Generalized linear models are an extension of linear regression models
to situations where the distribution of the dependent variable is not normal.
The types of models that can be represented as generalized linear models include:
classic linear regression, logistic regression, probit regression
and Poisson regression.
Two properties define the nature of a specific generalized linear model.
The ModelFamily
specifies the distribution of the errors. The
LinkFunction
defines the relationship between the dependent variable and the linear combination
of predictor variables.
Constructing GeneralizedLinear Models
The GeneralizedLinearModel class has four constructors.
The first constructor takes two parameters.
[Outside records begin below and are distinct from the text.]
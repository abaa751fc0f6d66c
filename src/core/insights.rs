//! Summary statistics over a course collection

use crate::core::models::course::base_faculty;
use crate::core::models::Course;
use std::collections::HashMap;

/// A record holding an extreme value
#[derive(Debug, Clone, PartialEq)]
pub struct Extremum<V> {
    /// Course code
    pub code: String,
    /// Course name
    pub name: String,
    /// The extreme value
    pub value: V,
}

impl<V> Extremum<V> {
    fn of(course: &Course, value: V) -> Self {
        Self {
            code: course.code.clone(),
            name: course.name.clone(),
            value,
        }
    }

    /// `"CODE - Name"` as shown on the insights page
    #[must_use]
    pub fn title(&self) -> String {
        format!("{} - {}", self.code, self.name)
    }
}

/// Aggregate figures for one base faculty
#[derive(Debug, Clone, PartialEq)]
pub struct FacultyStats {
    /// Base faculty name
    pub faculty: String,
    /// Number of courses with grades
    pub courses: usize,
    /// Summed enrollment
    pub students: u64,
    /// Enrollment-weighted average
    pub average: f64,
}

/// Summary statistics of a course collection.
///
/// Only courses with a positive average and positive enrollment count.
/// Fields that need at least one such course are `None` without one.
#[derive(Debug, Clone, Default, PartialEq)]
pub struct Insights {
    /// Enrollment-weighted average of all counted courses
    pub overall_average: Option<f64>,
    /// Course with the highest average (first one on ties)
    pub highest_average: Option<Extremum<f64>>,
    /// Course with the lowest average (first one on ties)
    pub lowest_average: Option<Extremum<f64>>,
    /// Course with the most students (first one on ties)
    pub most_enrolled: Option<Extremum<u32>>,
    /// Number of counted courses
    pub total_courses: usize,
    /// Summed enrollment of counted courses
    pub total_students: u64,
    /// Per-faculty figures in order of first appearance
    pub faculties: Vec<FacultyStats>,
}

#[derive(Default)]
struct Accumulator {
    courses: usize,
    students: u64,
    weighted_total: f64,
}

impl Accumulator {
    fn add(&mut self, course: &Course) {
        self.courses += 1;
        self.students += u64::from(course.reported);
        self.weighted_total += course.average * f64::from(course.reported);
    }

    #[allow(clippy::cast_precision_loss)]
    fn average(&self) -> Option<f64> {
        (self.students > 0).then(|| self.weighted_total / self.students as f64)
    }
}

/// Compute insights in a single pass
#[must_use]
pub fn calculate<'a>(courses: impl IntoIterator<Item = &'a Course>) -> Insights {
    let mut insights = Insights::default();
    let mut overall = Accumulator::default();
    let mut by_faculty: Vec<(String, Accumulator)> = Vec::new();
    let mut index: HashMap<String, usize> = HashMap::new();

    for course in courses.into_iter().filter(|c| c.has_grades()) {
        if insights
            .highest_average
            .as_ref()
            .map_or(true, |best| course.average > best.value)
        {
            insights.highest_average = Some(Extremum::of(course, course.average));
        }
        if insights
            .lowest_average
            .as_ref()
            .map_or(true, |worst| course.average < worst.value)
        {
            insights.lowest_average = Some(Extremum::of(course, course.average));
        }
        if insights
            .most_enrolled
            .as_ref()
            .map_or(true, |most| course.reported > most.value)
        {
            insights.most_enrolled = Some(Extremum::of(course, course.reported));
        }

        overall.add(course);

        let faculty = base_faculty(&course.faculty);
        let slot = match index.get(faculty) {
            Some(&i) => i,
            None => {
                index.insert(faculty.to_string(), by_faculty.len());
                by_faculty.push((faculty.to_string(), Accumulator::default()));
                by_faculty.len() - 1
            }
        };
        by_faculty[slot].1.add(course);
    }

    insights.total_courses = overall.courses;
    insights.total_students = overall.students;
    insights.overall_average = overall.average();
    insights.faculties = by_faculty
        .into_iter()
        .map(|(faculty, acc)| FacultyStats {
            average: acc.average().unwrap_or(0.0),
            courses: acc.courses,
            students: acc.students,
            faculty,
        })
        .collect();
    insights
}

#[cfg(test)]
mod tests {
    use super::*;

    fn course(code: &str, faculty: &str, average: f64, reported: u32) -> Course {
        Course::new(
            code.to_string(),
            format!("{code} name"),
            String::new(),
            faculty.to_string(),
        )
        .with_grades(average, reported)
    }

    #[test]
    fn test_weighted_overall_average() {
        let courses = vec![
            course("A 100", "Faculty of Arts", 92.0, 100),
            course("B 100", "Faculty of Arts", 80.0, 300),
        ];
        let insights = calculate(&courses);
        assert!((insights.overall_average.unwrap() - 83.0).abs() < 1e-9);
        assert_eq!(insights.total_students, 400);
        assert_eq!(insights.total_courses, 2);
    }

    #[test]
    fn test_equal_enrollment_is_simple_mean() {
        let courses = vec![
            course("A 100", "F", 70.0, 50),
            course("B 100", "F", 80.0, 50),
            course("C 100", "F", 93.0, 50),
        ];
        let insights = calculate(&courses);
        assert!((insights.overall_average.unwrap() - 81.0).abs() < 1e-9);
    }

    #[test]
    fn test_extrema_first_occurrence_wins() {
        let courses = vec![
            course("A 100", "F", 90.0, 200),
            course("B 100", "F", 90.0, 200),
            course("C 100", "F", 60.0, 10),
            course("D 100", "F", 60.0, 10),
        ];
        let insights = calculate(&courses);
        assert_eq!(insights.highest_average.unwrap().code, "A 100");
        assert_eq!(insights.lowest_average.unwrap().code, "C 100");
        assert_eq!(insights.most_enrolled.unwrap().code, "A 100");
    }

    #[test]
    fn test_ungraded_courses_are_ignored() {
        let courses = vec![
            course("A 100", "F", 0.0, 100),
            course("B 100", "F", 75.0, 0),
        ];
        let insights = calculate(&courses);
        assert_eq!(insights, Insights::default());
        assert!(insights.overall_average.is_none());
    }

    #[test]
    fn test_faculty_grouping_strips_cross_credit() {
        let courses = vec![
            course("GEOG 100", "Faculty of Arts (Honorary Science Credit)", 80.0, 100),
            course("ENGL 100", "Faculty of Arts", 70.0, 100),
            course("CPSC 100", "Faculty of Science", 90.0, 10),
        ];
        let insights = calculate(&courses);
        assert_eq!(insights.faculties.len(), 2);
        let arts = &insights.faculties[0];
        assert_eq!(arts.faculty, "Faculty of Arts");
        assert_eq!(arts.courses, 2);
        assert!((arts.average - 75.0).abs() < 1e-9);
        assert_eq!(insights.highest_average.unwrap().title(), "CPSC 100 - CPSC 100 name");
    }
}
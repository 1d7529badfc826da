use std::collections::BTreeMap;

use regex::Regex;
use serde::{Deserialize, Serialize};

use crate::model::{Diagnostic, DiagnosticKind, PageRecord};
use crate::nesting::FileStack;
use crate::scanner::{LogEvent, LogScanner};

/// Structured facts recovered from one build log.
#[derive(Debug, Clone, Default, PartialEq, Eq, Serialize, Deserialize)]
pub struct LogReport {
    pub pages: Vec<PageRecord>,
    pub errors: Vec<Diagnostic>,
    pub warnings: Vec<Diagnostic>,
}

/// Page number -> file that first emitted it.
#[derive(Debug, Clone, Default)]
pub struct PageMap {
    pages: BTreeMap<u32, String>,
}

impl PageMap {
    pub fn new() -> Self {
        Self::default()
    }

    /// Returns false when the page was already attributed.
    pub fn record(&mut self, page: u32, file: &str) -> bool {
        if self.pages.contains_key(&page) {
            return false;
        }
        self.pages.insert(page, file.to_string());
        true
    }

    pub fn into_records(self) -> Vec<PageRecord> {
        self.pages
            .into_iter()
            .map(|(page, file)| PageRecord { page, file })
            .collect()
    }
}

#[derive(Debug, Clone)]
struct Pending {
    file: String,
    parts: Vec<String>,
}

impl Pending {
    fn new(first: &str, file: &str) -> Self {
        let mut parts = Vec::new();
        if !first.is_empty() {
            parts.push(first.to_string());
        }
        Self {
            file: file.to_string(),
            parts,
        }
    }

    fn finish(self, kind: DiagnosticKind, line: Option<u32>) -> Diagnostic {
        Diagnostic {
            kind,
            file: self.file,
            line,
            message: self.parts.join(" "),
        }
    }
}

/// Accumulates multi-line errors and warnings during a forward pass.
#[derive(Debug, Clone)]
pub struct DiagnosticCollector<'a> {
    include_warnings: bool,
    line_marker: &'a Regex,
    error: Option<Pending>,
    warning: Option<Pending>,
    errors: Vec<Diagnostic>,
    warnings: Vec<Diagnostic>,
}

impl<'a> DiagnosticCollector<'a> {
    /// `line_marker` captures the source line number in group 1.
    pub fn new(include_warnings: bool, line_marker: &'a Regex) -> Self {
        Self {
            include_warnings,
            line_marker,
            error: None,
            warning: None,
            errors: Vec::new(),
            warnings: Vec::new(),
        }
    }

    /// Feed a line to the diagnostics still open from earlier lines.
    ///
    /// Must run before the line's own start events are applied.
    pub fn continue_line(&mut self, line: &str, events: &[LogEvent]) {
        if let Some(mut pending) = self.error.take() {
            if line.starts_with('!') {
                self.errors.push(pending.finish(DiagnosticKind::Error, None));
            } else if let Some(caps) = self.line_marker.captures(line) {
                let number = caps.get(1).and_then(|m| m.as_str().parse::<u32>().ok());
                self.errors.push(pending.finish(DiagnosticKind::Error, number));
            } else {
                let trimmed = line.trim();
                if !trimmed.is_empty() {
                    pending.parts.push(trimmed.to_string());
                }
                self.error = Some(pending);
            }
        }

        if let Some(mut pending) = self.warning.take() {
            let indented = line.starts_with(char::is_whitespace);
            let new_warning = events
                .iter()
                .any(|ev| matches!(ev, LogEvent::WarningMarker(_)));
            if indented && !new_warning {
                let trimmed = line.trim();
                if !trimmed.is_empty() {
                    pending.parts.push(trimmed.to_string());
                }
                self.warning = Some(pending);
            } else {
                self.warnings.push(pending.finish(DiagnosticKind::Warning, None));
            }
        }
    }

    pub fn start_error(&mut self, message: &str, file: &str) {
        if let Some(prev) = self.error.take() {
            self.errors.push(prev.finish(DiagnosticKind::Error, None));
        }
        self.error = Some(Pending::new(message, file));
    }

    pub fn start_warning(&mut self, message: &str, file: &str) {
        if !self.include_warnings {
            return;
        }
        if let Some(prev) = self.warning.take() {
            self.warnings.push(prev.finish(DiagnosticKind::Warning, None));
        }
        self.warning = Some(Pending::new(message, file));
    }

    /// Close anything still open at end of input.
    pub fn finish(mut self) -> (Vec<Diagnostic>, Vec<Diagnostic>) {
        if let Some(pending) = self.error.take() {
            self.errors.push(pending.finish(DiagnosticKind::Error, None));
        }
        if let Some(pending) = self.warning.take() {
            self.warnings.push(pending.finish(DiagnosticKind::Warning, None));
        }
        (self.errors, self.warnings)
    }
}

/// Log parser: one forward pass driving the file stack, page map and
/// diagnostic collector from the scanner's events.
#[derive(Debug, Clone)]
pub struct LogParser {
    scanner: LogScanner,
    line_marker: Regex,
}

impl Default for LogParser {
    fn default() -> Self {
        Self::new()
    }
}

impl LogParser {
    pub fn new() -> Self {
        Self {
            scanner: LogScanner::new(),
            // `l.<n>` as a token, not the tail of a word like `tbl.3`
            line_marker: Regex::new(r"\bl\.(\d+)").expect("line marker pattern"),
        }
    }

    pub fn parse(&self, text: &str, main_file: &str, include_warnings: bool) -> LogReport {
        let mut stack = FileStack::new(main_file);
        let mut pages = PageMap::new();
        let mut diagnostics = DiagnosticCollector::new(include_warnings, &self.line_marker);

        for line in text.lines() {
            let events = self.scanner.scan_line(line);
            diagnostics.continue_line(line, &events);

            for event in &events {
                match event {
                    LogEvent::ErrorStart(msg) => diagnostics.start_error(msg, stack.current()),
                    LogEvent::WarningMarker(msg) => diagnostics.start_warning(msg, stack.current()),
                    LogEvent::PageEmitted(n) => {
                        pages.record(*n, stack.current());
                    }
                    LogEvent::FileOpen(_) | LogEvent::FileClose => stack.apply(event),
                }
            }
        }

        let (errors, warnings) = diagnostics.finish();
        LogReport {
            pages: pages.into_records(),
            errors,
            warnings,
        }
    }
}

#[cfg(test)]
mod tests {
    use super::*;

    #[test]
    fn undefined_control_sequence_gets_line_number() {
        let report = LogParser::new().parse("! Undefined control sequence.\nl.12 \\foo", "main.tex", false);
        assert_eq!(report.errors.len(), 1);
        let err = &report.errors[0];
        assert_eq!(err.kind, DiagnosticKind::Error);
        assert_eq!(err.line, Some(12));
        assert_eq!(err.file, "main.tex");
        assert!(err.message.contains("Undefined control sequence."));
    }

    #[test]
    fn line_marker_inside_word_does_not_end_error() {
        let log = "! Undefined control sequence.\n<argument> \\ref{tbl.3}\nl.40 \\foo";
        let report = LogParser::new().parse(log, "main.tex", false);
        assert_eq!(report.errors.len(), 1);
        assert_eq!(report.errors[0].line, Some(40));
        assert_eq!(
            report.errors[0].message,
            "Undefined control sequence. <argument> \\ref{tbl.3}"
        );
    }

    #[test]
    fn repeated_page_keeps_first_file() {
        let report = LogParser::new().parse("(chapter1.tex some text [4] [4] )\n(./ch2.tex [4] [5])", "main.tex", false);
        assert_eq!(
            report.pages,
            vec![
                PageRecord { page: 4, file: "chapter1.tex".into() },
                PageRecord { page: 5, file: "ch2.tex".into() },
            ]
        );
    }

    #[test]
    fn pages_sorted_ascending() {
        let report = LogParser::new().parse("[3] [1]\n(./b.tex [2])", "main.tex", false);
        let pages: Vec<u32> = report.pages.iter().map(|p| p.page).collect();
        assert_eq!(pages, vec![1, 2, 3]);
        assert_eq!(report.pages[1].file, "b.tex");
    }

    #[test]
    fn multiline_error_skips_blank_lines() {
        let log = "(./ch1.tex\n! LaTeX Error: File `missing.sty' not found.\n\nType X to quit or <RETURN> to proceed,\nl.3 \\usepackage\n)";
        let report = LogParser::new().parse(log, "main.tex", false);
        assert_eq!(report.errors.len(), 1);
        let err = &report.errors[0];
        assert_eq!(err.file, "ch1.tex");
        assert_eq!(err.line, Some(3));
        assert_eq!(
            err.message,
            "LaTeX Error: File `missing.sty' not found. Type X to quit or <RETURN> to proceed,"
        );
    }

    #[test]
    fn consecutive_errors_split_without_line() {
        let log = "! First problem.\n! Second problem.\nl.7 x";
        let report = LogParser::new().parse(log, "main.tex", false);
        assert_eq!(report.errors.len(), 2);
        assert_eq!(report.errors[0].line, None);
        assert_eq!(report.errors[0].message, "First problem.");
        assert_eq!(report.errors[1].line, Some(7));
    }

    #[test]
    fn unterminated_error_is_kept() {
        let report = LogParser::new().parse("! Emergency stop.\n*** (job aborted)", "main.tex", false);
        assert_eq!(report.errors.len(), 1);
        assert_eq!(report.errors[0].line, None);
        assert!(report.errors[0].message.contains("job aborted"));
    }

    #[test]
    fn warnings_only_when_requested() {
        let log = "LaTeX Warning: Reference `fig:a' on page 2 undefined on input line 40.\n\n";
        assert!(LogParser::new().parse(log, "main.tex", false).warnings.is_empty());
        let report = LogParser::new().parse(log, "main.tex", true);
        assert_eq!(report.warnings.len(), 1);
        assert_eq!(report.warnings[0].kind, DiagnosticKind::Warning);
        assert_eq!(report.warnings[0].line, None);
    }

    #[test]
    fn warning_continuation_requires_indent() {
        let log = "(./sec.tex\nLaTeX Font Warning: Font shape `OT1/cmr/bx/sc' undefined\n   using `OT1/cmr/bx/n' instead on input line 9.\nnot part of it\nPackage hyperref Warning: Token not allowed\n    removing `\\textbf' on input line 12.\n)";
        let report = LogParser::new().parse(log, "main.tex", true);
        assert_eq!(report.warnings.len(), 2);
        assert_eq!(
            report.warnings[0].message,
            "LaTeX Font Warning: Font shape `OT1/cmr/bx/sc' undefined using `OT1/cmr/bx/n' instead on input line 9."
        );
        assert_eq!(report.warnings[0].file, "sec.tex");
        assert!(report.warnings[1].message.ends_with("on input line 12."));
    }

    #[test]
    fn indented_new_warning_starts_fresh() {
        let log = "LaTeX Warning: one\n  LaTeX Warning: two\n";
        let report = LogParser::new().parse(log, "main.tex", true);
        assert_eq!(report.warnings.len(), 2);
        assert_eq!(report.warnings[0].message, "LaTeX Warning: one");
        assert_eq!(report.warnings[1].message, "LaTeX Warning: two");
    }

    #[test]
    fn parsing_is_idempotent() {
        let log = "(./a.tex [1] ! no\n! Oops.\nl.4 y\nLaTeX Warning: w\n  cont\n[2])";
        let parser = LogParser::new();
        assert_eq!(parser.parse(log, "main.tex", true), parser.parse(log, "main.tex", true));
    }

    #[test]
    fn empty_log_yields_nothing() {
        let report = LogParser::new().parse("", "main.tex", true);
        assert_eq!(report, LogReport::default());
    }
}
The first is a NumericalVariable that represents the
dependent variable. The second is an array of NumericalVariable objects that represent the independent
variables.
| C# | Copy |
|---|
NumericalVariable dependent = new NumericalVariable("y", yData);
NumericalVariable independent1 = new NumericalVariable("x1", x1Data);
NumericalVariable independent2 = new NumericalVariable("x2", x2Data);
GeneralizedLinearModel model1 = new GeneralizedLinearModel(dependent, independent);
|
| Visual Basic | Copy |
|---|
Dim dependent As NumericalVariable = New NumericalVariable("y", yData)
Dim independent1 As NumericalVariable = New NumericalVariable("x1", xData)
Dim independent2 As NumericalVariable = New NumericalVariable("x2", xData)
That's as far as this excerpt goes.